A Look Back At Oklahoma State University's Greatest Wrestlers
by, 08-14-2010 at 10:26 PM (5881 Views)
Myron Roderick has made many contributions to Oklahoma State and the sport of wrestling, but may be best remembered for continuing the dynasty of greatness with the Cowboy wrestling program. Roderick became the youngest coach to ever capture an NCAA championship. The Pokes won seven NCAA team titles under the leadership of Roderick.
Yojiro Uetake Obata
Yojiro Uetake Obata is one of the most decorated wrestlers in both Oklahoma State and NCAA history.
Uetake wrestled at OSU from 1963-1966, capturing three individual NCAA titles and was voted Outstanding Wrestler twice during his career with the Cowboys. Uetake has the unique distinction of being the only OSU wrestler to go undefeated in his entire college career, amassing a perfect 58-0 record.
After his sophomore season at OSU, Uetake returned home for the 1964 Olympics in Tokyo where he won the gold medal for Japan. He also won the gold medal at the 1968 Olympics in Mexico City, becoming the first Japanese athlete to win two championships at the Olympic Games.
Yojiro spent two years as an assistant coach for the Cowboys, before becoming the coach for Japan's national freestyle team.
Art Griffith succeeded Ed Gallagher as wrestling coach at Oklahoma State (then Oklahoma A&M) in 1941. Griffith's Aggie wrestlers won 8 national championships in 13 attempts and ten undefeated seasons. 17 of Griffith's grapplers won 27 individual national titles.
Griffith also coached the 1948 United States Olympic team and developed the points system for wrestling bouts.
John Ward was a two-sport star at Oklahoma State. Ward earned All-America honors as a member of both the Cowboy Football and Wrestling teams. Ward would later go on to be selected in the first round of the 1970 NFL Draft.
Oklahoma State wrestler Kenny Monday is remembered as being "one of the best of the best." Monday was a 3-time All-American for OSU, and won a national championship in 1984. Monday is among OSU's career leaders in both wins and falls.
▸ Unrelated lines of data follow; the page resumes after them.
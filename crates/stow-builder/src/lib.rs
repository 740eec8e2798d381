//! Growable builders that finalize into kind-specialised snapshots.
//!
//! A [`GrowableBuilder<T>`] accumulates `T` values one at a time. The
//! backing storage is chosen from `T` when the builder is created:
//! `u8`, `i16`, `i32`, `i64`, `f32`, `f64`, `char`, `bool` and `()` are
//! stored unboxed, anything else as shared references. [`finalize`]
//! hands the accumulated values over as an immutable [`Snapshot<T>`].
//!
//! ```
//! use stow_builder::GrowableBuilder;
//! use stow_core::PrimitiveKind;
//!
//! let mut builder = GrowableBuilder::<i32>::new();
//! builder.append(1).append(2).append(3);
//! let snapshot = builder.finalize();
//! assert_eq!(snapshot.as_slice(), Some(&[1, 2, 3][..]));
//! assert_eq!(snapshot.kind(), PrimitiveKind::Int);
//! ```
//!
//! [`finalize`]: GrowableBuilder::finalize

#![deny(missing_docs)]
#![deny(rustdoc::broken_intra_doc_links)]
#![forbid(unsafe_code)]

pub mod builder;
pub mod snapshot;
pub mod stats;

pub use builder::GrowableBuilder;
pub use snapshot::{Iter, Snapshot};
pub use stats::BuilderStats;
//! Core types for the Stow buffer builder.
//!
//! This is the leaf crate with zero internal dependencies. It defines
//! the runtime element type descriptor ([`ElementType`]), the closed set
//! of storage kinds ([`PrimitiveKind`]) together with the classifier
//! that maps one to the other, builder configuration, and error types.

#![deny(missing_docs)]
#![deny(rustdoc::broken_intra_doc_links)]
#![forbid(unsafe_code)]

pub mod config;
pub mod element;
pub mod error;
pub mod kind;

pub use config::BuilderConfig;
pub use element::{classify, ElementType};
pub use error::{ConfigError, StorageError};
pub use kind::PrimitiveKind;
Pat Smith is one of the most decorated athletes in the history of Oklahoma State's storied wrestling program. Smith was the first wrestler in NCAA history to win four national championships.
John Smith is synonymous with Oklahoma State's storied Cowboy Wrestling program. A native of Del City, Oklahoma, Smith was an accomplished grappler for OSU. He was four-time World Champion, and two-time Olympic gold medal winner.
Smith was the first wrestler to be voted the James E. Sullivan Award as America's outstanding athlete. In 1997, he was inducted into the National Wrestling Hall of Fame.
Smith is currently the head coach for the Cowboy Wrestling program. During Smith's tenure, OSU has won five team national championships, and produced numerous individual national champions and All-Americans.